Teddy lightly bumped his shoulder, and when Billy looked up, his eyes were warm enough to make his toes curl. I love you, he wanted to say. I love being here with you.
He quickly shoved his straw into his mouth and took a drag of Coke.
“Mom always wanted to spend a day down here when I was little,” Teddy admitted, following Billy as he veered toward the right, leading him back from the boardwalk. The crowd had seriously thinned out now that they were away from Nathan’s and the rides, and Billy’s old, familiar bench was waiting-shaded from the sun by a slotted wood roof, just far enough from the boardwalk to give the illusion of privacy. They sat, turned toward each other on the bench, and began to dig into their lunch. “We’d make plans every summer to go really early in the morning and spend the whole day, but we only made it… Jeez, once, I think.”

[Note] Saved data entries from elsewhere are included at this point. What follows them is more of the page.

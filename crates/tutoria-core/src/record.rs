//! The persisted state of one tutoring session.
//!
//! Every mutation goes through a named operation that returns a complete new
//! record, so no field is ever dropped by a partial update. Each operation
//! touches `updated_at`.

use chrono::{DateTime, Utc};
use serde::{Deserialize, Serialize};

use crate::collaborators::TutorAnswer;
use crate::dialogue::{self, DialogueEntry, Role};
use crate::ids::ConnectionId;

#[derive(Clone, Debug, Default, PartialEq, Eq, Serialize, Deserialize)]
#[serde(rename_all = "camelCase", default)]
pub struct Tutorial {
    #[serde(skip_serializing_if = "Option::is_none")]
    pub content_ref: Option<String>,
    pub progress: u32,
}

#[derive(Clone, Debug, Default, PartialEq, Eq, Serialize, Deserialize)]
#[serde(rename_all = "camelCase", default)]
pub struct SessionStats {
    pub total_connected_ms: u64,
    pub total_invocations: u64,
    pub total_code_executions: u64,
}

#[derive(Clone, Debug, PartialEq, Serialize, Deserialize)]
#[serde(rename_all = "camelCase")]
pub struct SessionRecord {
    pub code: String,
    pub owner_identity: String,
    #[serde(default)]
    pub workspace_state: serde_json::Value,
    #[serde(default)]
    pub dialogue: Vec<DialogueEntry>,
    #[serde(default)]
    pub is_replying: bool,
    #[serde(default)]
    pub tutorial: Tutorial,
    #[serde(default)]
    pub stats: SessionStats,
    #[serde(rename = "isVMRunning", default)]
    pub is_vm_running: bool,
    #[serde(default)]
    pub connected_clients: Vec<ConnectionId>,
    #[serde(default = "default_language")]
    pub language: String,
    #[serde(default = "Utc::now")]
    pub created_at: DateTime<Utc>,
    #[serde(default = "Utc::now")]
    pub updated_at: DateTime<Utc>,
}

fn default_language() -> String {
    "en".to_string()
}

impl SessionRecord {
    /// Fresh record for a newly issued session code.
    pub fn new(code: impl Into<String>, owner_identity: impl Into<String>, language: impl Into<String>) -> Self {
        let now = Utc::now();
        Self {
            code: code.into(),
            owner_identity: owner_identity.into(),
            workspace_state: serde_json::Value::Null,
            dialogue: Vec::new(),
            is_replying: false,
            tutorial: Tutorial::default(),
            stats: SessionStats::default(),
            is_vm_running: false,
            connected_clients: Vec::new(),
            language: language.into(),
            created_at: now,
            updated_at: now,
        }
    }

    /// True when this submission changes none of the learner-editable content
    /// of `stored`: same workspace, tutorial and language, and no dialogue
    /// entries that `stored` lacks.
    pub fn same_content(&self, stored: &SessionRecord) -> bool {
        self.workspace_state == stored.workspace_state
            && self.tutorial == stored.tutorial
            && self.language == stored.language
            && dialogue::fresh_entries(&stored.dialogue, &self.dialogue).is_empty()
    }

    /// Whether a submission should be answered by the tutor, given what is stored.
    ///
    /// The last entry the submission adds must be a user text entry. Entries
    /// already stored, answered or pending, never count.
    pub fn needs_tutor(&self, stored: &SessionRecord) -> bool {
        dialogue::fresh_entries(&stored.dialogue, &self.dialogue)
            .last()
            .is_some_and(|entry| entry.is_user_text())
    }

    pub fn has_client(&self, id: &ConnectionId) -> bool {
        self.connected_clients.contains(id)
    }

    pub fn with_client(&self, id: ConnectionId) -> Self {
        let mut next = self.clone();
        if !next.connected_clients.contains(&id) {
            next.connected_clients.push(id);
        }
        next.touch()
    }

    pub fn without_client(&self, id: &ConnectionId) -> Self {
        let mut next = self.clone();
        next.connected_clients.retain(|c| c != id);
        next.touch()
    }

    pub fn retain_clients(&self, keep: impl Fn(&ConnectionId) -> bool) -> Self {
        let mut next = self.clone();
        next.connected_clients.retain(|c| keep(c));
        next.touch()
    }

    /// Take the learner-editable content from `submitted`; everything the
    /// server owns stays as stored. The stored dialogue is kept and only the
    /// entries it lacks are appended.
    pub fn accept_submission(&self, submitted: &SessionRecord) -> Self {
        let mut next = self.clone();
        next.workspace_state = submitted.workspace_state.clone();
        next.dialogue = dialogue::merge(&self.dialogue, &submitted.dialogue);
        next.tutorial.content_ref = submitted.tutorial.content_ref.clone();
        next.tutorial.progress = submitted.tutorial.progress;
        next.language = submitted.language.clone();
        next.touch()
    }

    /// Intermediate state published while the tutor is thinking: the submitted
    /// content is echoed, tutorial progress stays as stored.
    pub fn optimistic_reply(&self, submitted: &SessionRecord) -> Self {
        let progress = self.tutorial.progress;
        let mut next = self.accept_submission(submitted);
        next.tutorial.progress = progress;
        next.is_replying = true;
        next
    }

    /// Merge a tutor answer into the latest stored record.
    pub fn with_tutor_answer(&self, answer: &TutorAnswer) -> Self {
        let mut next = self.clone();
        let id = dialogue::next_id(&next.dialogue);
        next.dialogue
            .push(DialogueEntry::answer(id, answer.response.clone(), answer.block()));
        next.is_replying = false;
        if let Some(progress) = answer.progress {
            next.tutorial.progress = progress;
        }
        next.stats.total_invocations += 1;
        next.touch()
    }

    /// Clear the pending flag after a failed invocation, leaving a note in the dialogue.
    pub fn with_tutor_failure(&self, message: &str) -> Self {
        let mut next = self.with_log(message);
        next.is_replying = false;
        next
    }

    /// Drop a pending reply without answering it.
    pub fn with_reply_cleared(&self) -> Self {
        let mut next = self.clone();
        next.is_replying = false;
        next.touch()
    }

    pub fn with_log(&self, message: &str) -> Self {
        let mut next = self.clone();
        let id = dialogue::next_id(&next.dialogue);
        next.dialogue.push(DialogueEntry::text(id, Role::Log, message));
        next.touch()
    }

    pub fn with_grouped_log(&self, entries: Vec<String>) -> Self {
        let mut next = self.clone();
        let id = dialogue::next_id(&next.dialogue);
        next.dialogue.push(DialogueEntry::grouped_log(id, entries));
        next.touch()
    }

    pub fn with_vm_running(&self, running: bool) -> Self {
        let mut next = self.clone();
        next.is_vm_running = running;
        next.touch()
    }

    pub fn add_connected_time(&self, ms: u64) -> Self {
        let mut next = self.clone();
        next.stats.total_connected_ms += ms;
        next.touch()
    }

    pub fn record_execution(&self) -> Self {
        let mut next = self.clone();
        next.stats.total_code_executions += 1;
        next.touch()
    }

    fn touch(mut self) -> Self {
        self.updated_at = Utc::now();
        self
    }
}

Billy took a bite of his corn dog. “Why only once?”
Teddy made a face, picking through the fries. “Single mother, no child support coming in, yadda yadda.” He always said personal stuff like that-like it wasn’t important. Billy glanced up through his lashes, studying Teddy’s face as they ate. He definitely looked tired and, maybe, a little…upset?
Billy swallowed and wiped his fingers on a napkin, casting around for what to say next. Teddy didn’t talk a lot about his family. Billy still didn’t know whether his dad had walked or died. “What does your mom do, anyway?” he asked as casually as possible.
Teddy actually hesitated a moment, then shrugged a shoulder. “She’s a real estate agent. She works day and night in this shitty little office in Dyker Heights, showing people around to apartments at all hours and dealing with asshole landlords. So I guess it’s no shock she never had time to hang with me when I was growing up. Sorry,” he added quickly, making a face. “Wow, cue the sadsack music.”
“No,” Billy countered quickly, wishing Teddy would just keep talking. That was one of the most interesting things about Teddy. He was so handsome and so friendly and so easy to like that it took you a few weeks, months, to realize…you really didn’t know a thing about him. Billy loved the feeling of peeling back those perfect, glossy, funny layers and seeing deeper inside. Like…like Teddy was some kind of excavation site, secrets hidden like precious artifacts. He just got so few chances to do it. “No, it’s okay, go on.”
“Seriously. You don’t want to hear it. That corn dog is hardly payment enough. Why are corn dogs so delicious, anyway?”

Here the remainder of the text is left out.